I repeat: he was no more than 3-4 years old. He could hardly say my name. I did not know him; I had never seen him before. Nor had I met his parents. The boy made that decision after he found out, from the grownups, about my situation.

What is a Christian?” someone asked a Hindu man. He responded, "The Christian is someone who gives."

I ask you one thing: do not tire of giving, but do not give your leftovers. Give until it hurts, until you feel the pain.

Open your hearts to the love God instils in them. God loves you tenderly. What he gives you is not to be kept under lock and key, but to be shared.

The more you save, the less you will be able to give. The less you have, the more you will know how to share.

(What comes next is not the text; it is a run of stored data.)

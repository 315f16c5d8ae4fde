//! Write-permission policy consulted before local edits are diffed.

use codesync_common::FileId;

/// Decides whether the local user may edit a file.
pub trait EditPermission {
    fn can_edit(&self, file_id: &FileId) -> bool;
}

/// Every file is editable.
#[derive(Debug, Clone, Copy, Default)]
pub struct AllowAll;

impl EditPermission for AllowAll {
    fn can_edit(&self, _file_id: &FileId) -> bool {
        true
    }
}

/// No file is editable; remote edits still apply.
#[derive(Debug, Clone, Copy, Default)]
pub struct ReadOnly;

impl EditPermission for ReadOnly {
    fn can_edit(&self, _file_id: &FileId) -> bool {
        false
    }
}

impl<F> EditPermission for F
where
    F: Fn(&FileId) -> bool,
{
    fn can_edit(&self, file_id: &FileId) -> bool {
        self(file_id)
    }
}
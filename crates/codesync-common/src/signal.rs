//! Execution signal: is an external run/build in progress?
//!
//! A single boolean broadcast over a `watch` channel. Any component can set
//! it and any component can observe it; run controls stay disabled while it
//! is true. Nothing is persisted.

use std::sync::{Arc, OnceLock};

use tokio::sync::watch;

/// Cloneable handle to a running/not-running flag.
#[derive(Clone, Debug)]
pub struct ExecutionSignal {
    tx: Arc<watch::Sender<bool>>,
}

impl Default for ExecutionSignal {
    fn default() -> Self {
        Self::new()
    }
}

impl ExecutionSignal {
    /// A fresh, independent signal, initially not running.
    pub fn new() -> Self {
        let (tx, _rx) = watch::channel(false);
        Self { tx: Arc::new(tx) }
    }

    /// The process-wide signal.
    pub fn global() -> &'static ExecutionSignal {
        static GLOBAL: OnceLock<ExecutionSignal> = OnceLock::new();
        GLOBAL.get_or_init(ExecutionSignal::new)
    }

    /// Set the flag. Subscribers are only woken when the value changes.
    pub fn set_running(&self, running: bool) {
        let changed = self.tx.send_if_modified(|current| {
            if *current == running {
                false
            } else {
                *current = running;
                true
            }
        });
        if changed {
            tracing::debug!(running, "execution signal changed");
        }
    }

    pub fn is_running(&self) -> bool {
        *self.tx.borrow()
    }

    /// Observe the flag reactively.
    pub fn subscribe(&self) -> watch::Receiver<bool> {
        self.tx.subscribe()
    }

    /// Mark a run as started; it ends when the guard is dropped.
    pub fn begin(&self) -> RunGuard {
        self.set_running(true);
        RunGuard {
            signal: self.clone(),
        }
    }
}

/// Resets the signal to not running when dropped.
#[must_use = "the run ends as soon as the guard is dropped"]
#[derive(Debug)]
pub struct RunGuard {
    signal: ExecutionSignal,
}

impl Drop for RunGuard {
    fn drop(&mut self) {
        self.signal.set_running(false);
    }
}
//! Outgoing message sink.

use std::collections::VecDeque;

use codesync_common::ClientMessage;

/// Where the controller hands messages bound for the authority.
///
/// Implementations must preserve call order; the authority relies on
/// per-client FIFO delivery.
pub trait Outbox {
    fn send(&mut self, message: ClientMessage);
}

impl Outbox for Vec<ClientMessage> {
    fn send(&mut self, message: ClientMessage) {
        self.push(message);
    }
}

/// Queue drained by the owner after each controller call.
#[derive(Debug, Default)]
pub struct QueuedOutbox {
    queue: VecDeque<ClientMessage>,
}

impl QueuedOutbox {
    pub fn new() -> Self {
        Self::default()
    }

    /// Take everything queued so far, oldest first.
    pub fn drain(&mut self) -> impl Iterator<Item = ClientMessage> + '_ {
        self.queue.drain(..)
    }

    pub fn len(&self) -> usize {
        self.queue.len()
    }

    pub fn is_empty(&self) -> bool {
        self.queue.is_empty()
    }
}

impl Outbox for QueuedOutbox {
    fn send(&mut self, message: ClientMessage) {
        self.queue.push_back(message);
    }
}
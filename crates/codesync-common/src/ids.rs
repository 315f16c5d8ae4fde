//! Identifiers carried on the wire.

use std::fmt;

use serde::{Deserialize, Serialize};
use smol_str::SmolStr;

/// Opaque per-session client identifier.
///
/// Generated once when an editing session starts and kept for the lifetime of
/// the connection. Broadcasts carrying our own id are acknowledgments.
#[derive(Clone, Debug, PartialEq, Eq, Hash, Serialize, Deserialize)]
#[serde(transparent)]
pub struct ClientId(SmolStr);

impl ClientId {
    /// Generate a fresh random id (128 bits, lowercase hex).
    pub fn generate() -> Self {
        let bytes: [u8; 16] = rand::random();
        let mut hex = String::with_capacity(32);
        for byte in bytes {
            hex.push_str(&format!("{byte:02x}"));
        }
        Self(hex.into())
    }

    pub fn as_str(&self) -> &str {
        &self.0
    }
}

impl From<&str> for ClientId {
    fn from(s: &str) -> Self {
        Self(s.into())
    }
}

impl fmt::Display for ClientId {
    fn fmt(&self, f: &mut fmt::Formatter<'_>) -> fmt::Result {
        f.write_str(&self.0)
    }
}

/// Identifier of a document; also names the authority room for that document.
#[derive(Clone, Debug, PartialEq, Eq, Hash, PartialOrd, Ord, Serialize, Deserialize)]
#[serde(transparent)]
pub struct FileId(SmolStr);

impl FileId {
    pub fn new(id: impl Into<SmolStr>) -> Self {
        Self(id.into())
    }

    pub fn as_str(&self) -> &str {
        &self.0
    }
}

impl From<&str> for FileId {
    fn from(s: &str) -> Self {
        Self(s.into())
    }
}

impl fmt::Display for FileId {
    fn fmt(&self, f: &mut fmt::Formatter<'_>) -> fmt::Result {
        f.write_str(&self.0)
    }
}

Let us ask God, when it comes time to ask him for something, to help us to be generous.

If one gives a little bit of rice to a poor person in India, that person feels satisfied and happy. The more in Europe do not accept their poverty, and for many it is a source of despair.

It was late in the day (around 10 a.m.) when doorbell rang. I opened the door and found a man shivering from the cold.

"Mother Teresa, I heard that you just received an important prize. When I heard this I decided to offer you something too. Here you have it: this is what I collected today."

It was little, but in his case it was everything.
I was moved more than by the Nobel prize.

One day a young couple came to our house and asked for me. They gave me a large amount of money.

I asked them, "Where did you get so much money?"

They answered,

"We got married two days ago. Before we got married we had decided not to celebrate the wedding, not to buy wedding clothes, not to have a reception or a honeymoon. We wanted to give you the money I saved."

I know what such a decision meant, especially for a Hindu family.

That is why I asked them, "But how did you think of such a thing?"

"We love each other so much," they answered, "that we wanted to share the joy of our love with those you serve."

To share: what a beautiful thing!

We should learn how to give.

But we should not regard giving as an obligation, but as a desire.

I usually say to our Co-Workers:

"I do not need your surplus. I do not want you to give me your leftovers. Our poor do not need your condescending attitude nor your pity. The poor need your love and your kindness."

If we worry too much about ourselves, we won't have time for others.

Not long ago I received a beautiful letter and a sizable donation from an Italian child who had just made his first Communion:

In his letter he explained that before he made his first Communion, he had asked his parents not to buy him a special suit, nor to have a party to celebrate the occasion. And he also said he has told his relatives and friends not to give him any gifts:

He would give everything up in exchange for the money they would have spent in order to send it to Mother Teresa.

It was a beautiful demonstration of generosity by the child.

I saw in it the ability to sacrifice, to deprive himself of something.